● WHAT YOU WILL DO: Please copy out all the data. Every detail stays the same.

START DATA

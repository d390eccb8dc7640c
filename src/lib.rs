pub mod backend;
pub mod batch;
pub mod cli;
pub mod config;
pub mod coverage;
pub mod logging;
pub mod mcp;
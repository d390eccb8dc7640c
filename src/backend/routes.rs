//! Backend route templates.
//!
//! Routes are deployment configuration. Job-scoped routes carry an `{id}`
//! placeholder that is replaced with the job handle.

use serde::{Deserialize, Serialize};

/// Route templates for the question-generation backend.
#[derive(Debug, Clone, PartialEq, Eq, Serialize, Deserialize)]
pub struct BackendRoutes {
    /// Batch submission (POST)
    pub submit: String,
    /// Batch status (GET, `{id}`)
    pub status: String,
    /// Canonical batch results (GET, `{id}`)
    pub results: String,
    /// Alternative result paths probed during recovery, in order (GET, `{id}`)
    pub alternate_results: Vec<String>,
    /// Single-request, non-batch generation (POST)
    pub generate: String,
    /// Per-domain question counts (GET, `?certification=`)
    pub domain_stats: String,
}

impl Default for BackendRoutes {
    fn default() -> Self {
        Self {
            submit: "/api/questions/batch".to_string(),
            status: "/api/questions/batch/{id}/status".to_string(),
            results: "/api/questions/batch/{id}/results".to_string(),
            alternate_results: vec![
                "/api/questions/batch/{id}".to_string(),
                "/api/batch/{id}/results".to_string(),
                "/api/batches/{id}/results".to_string(),
            ],
            generate: "/api/questions/generate".to_string(),
            domain_stats: "/api/questions/stats/domains".to_string(),
        }
    }
}

impl BackendRoutes {
    pub fn status_for(&self, job_id: &str) -> String {
        expand_route(&self.status, job_id)
    }

    pub fn results_for(&self, job_id: &str) -> String {
        expand_route(&self.results, job_id)
    }
}

/// Substitute the job id into a route template.
pub fn expand_route(template: &str, job_id: &str) -> String {
    template.replace("{id}", job_id)
}
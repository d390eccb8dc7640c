//! Tracing setup shared by the binaries.

use tracing_subscriber::{EnvFilter, layer::SubscriberExt, util::SubscriberInitExt};

/// Install a stderr subscriber filtered by `RUST_LOG`, or `default_filter`
/// when unset. Stdout is left alone for the MCP stdio transport.
///
/// Safe to call more than once; later calls are no-ops.
pub fn init_tracing(default_filter: &str) {
    let _ = tracing_subscriber::registry()
        .with(EnvFilter::try_from_default_env().unwrap_or_else(|_| default_filter.into()))
        .with(
            tracing_subscriber::fmt::layer()
                .with_writer(std::io::stderr)
                .with_target(false),
        )
        .try_init();
}
use miette::Diagnostic;
use thiserror::Error;

use crate::backend::BackendError;
use crate::batch::BatchError;
use crate::config::ConfigError;
use crate::coverage::{CoverageError, ProfileError};

#[derive(Error, Diagnostic, Debug)]
pub enum CliError {
    #[error(transparent)]
    #[diagnostic(transparent)]
    Batch(#[from] BatchError),

    #[error(transparent)]
    #[diagnostic(transparent)]
    Coverage(#[from] CoverageError),

    #[error(transparent)]
    #[diagnostic(transparent)]
    Profile(#[from] ProfileError),

    #[error(transparent)]
    #[diagnostic(transparent)]
    Config(#[from] ConfigError),

    #[error(transparent)]
    #[diagnostic(transparent)]
    Backend(#[from] BackendError),

    #[error("Invalid input: {message}")]
    #[diagnostic(code(qbank::cli::invalid_input))]
    InvalidInput { message: String },

    #[error("Failed to encode output: {message}")]
    #[diagnostic(code(qbank::cli::encode))]
    Encode { message: String },
}

impl From<serde_json::Error> for CliError {
    fn from(e: serde_json::Error) -> Self {
        CliError::Encode {
            message: e.to_string(),
        }
    }
}

pub type CliResult<T> = Result<T, CliError>;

END DATA

● RESULT:
repository d390eccb8dc7640c
filename src/lib.rs
pub mod backend;
pub mod batch;
pub mod cli;
pub mod config;
pub mod coverage;
pub mod logging;
pub mod mcp;
repository d390eccb8dc7640c
filename src/backend/routes.rs
//! Backend route templates.
//!
//! Routes are deployment configuration. Job-scoped routes carry an `{id}`
//! placeholder that is replaced with the job handle.

use serde::{Deserialize, Serialize};

/// Route templates for the question-generation backend.
#[derive(Debug, Clone, PartialEq, Eq, Serialize, Deserialize)]
pub struct BackendRoutes {
    /// Batch submission (POST)
    pub submit: String,
    /// Batch status (GET, `{id}`)
    pub status: String,
    /// Canonical batch results (GET, `{id}`)
    pub results: String,
    /// Alternative result paths probed during recovery, in order (GET, `{id}`)
    pub alternate_results: Vec<String>,
    /// Single-request, non-batch generation (POST)
    pub generate: String,
    /// Per-domain question counts (GET, `?certification=`)
    pub domain_stats: String,
}

impl Default for BackendRoutes {
    fn default() -> Self {
        Self {
            submit: "/api/questions/batch".to_string(),
            status: "/api/questions/batch/{id}/status".to_string(),
            results: "/api/questions/batch/{id}/results".to_string(),
            alternate_results: vec![
                "/api/questions/batch/{id}".to_string(),
                "/api/batch/{id}/results".to_string(),
                "/api/batches/{id}/results".to_string(),
            ],
            generate: "/api/questions/generate".to_string(),
            domain_stats: "/api/questions/stats/domains".to_string(),
        }
    }
}

impl BackendRoutes {
    pub fn status_for(&self, job_id: &str) -> String {
        expand_route(&self.status, job_id)
    }

    pub fn results_for(&self, job_id: &str) -> String {
        expand_route(&self.results, job_id)
    }
}

/// Substitute the job id into a route template.
pub fn expand_route(template: &str, job_id: &str) -> String {
    template.replace("{id}", job_id)
}
repository d390eccb8dc7640c
//! Tracing setup shared by the binaries.

use tracing_subscriber::{EnvFilter, layer::SubscriberExt, util::SubscriberInitExt};

/// Install a stderr subscriber filtered by `RUST_LOG`, or `default_filter`
/// when unset. Stdout is left alone for the MCP stdio transport.
///
/// Safe to call more than once; later calls are no-ops.
pub fn init_tracing(default_filter: &str) {
    let _ = tracing_subscriber::registry()
        .with(EnvFilter::try_from_default_env().unwrap_or_else(|_| default_filter.into()))
        .with(
            tracing_subscriber::fmt::layer()
                .with_writer(std::io::stderr)
                .with_target(false),
        )
        .try_init();
}
use miette::Diagnostic;
use thiserror::Error;

use crate::backend::BackendError;
use crate::batch::BatchError;
use crate::config::ConfigError;
use crate::coverage::{CoverageError, ProfileError};

#[derive(Error, Diagnostic, Debug)]
pub enum CliError {
    #[error(transparent)]
    #[diagnostic(transparent)]
    Batch(#[from] BatchError),

    #[error(transparent)]
    #[diagnostic(transparent)]
    Coverage(#[from] CoverageError),

    #[error(transparent)]
    #[diagnostic(transparent)]
    Profile(#[from] ProfileError),

    #[error(transparent)]
    #[diagnostic(transparent)]
    Config(#[from] ConfigError),

    #[error(transparent)]
    #[diagnostic(transparent)]
    Backend(#[from] BackendError),

    #[error("Invalid input: {message}")]
    #[diagnostic(code(qbank::cli::invalid_input))]
    InvalidInput { message: String },

    #[error("Failed to encode output: {message}")]
    #[diagnostic(code(qbank::cli::encode))]
    Encode { message: String },
}

impl From<serde_json::Error> for CliError {
    fn from(e: serde_json::Error) -> Self {
        CliError::Encode {
            message: e.to_string(),
        }
    }
}

pub type CliResult<T> = Result<T, CliError>;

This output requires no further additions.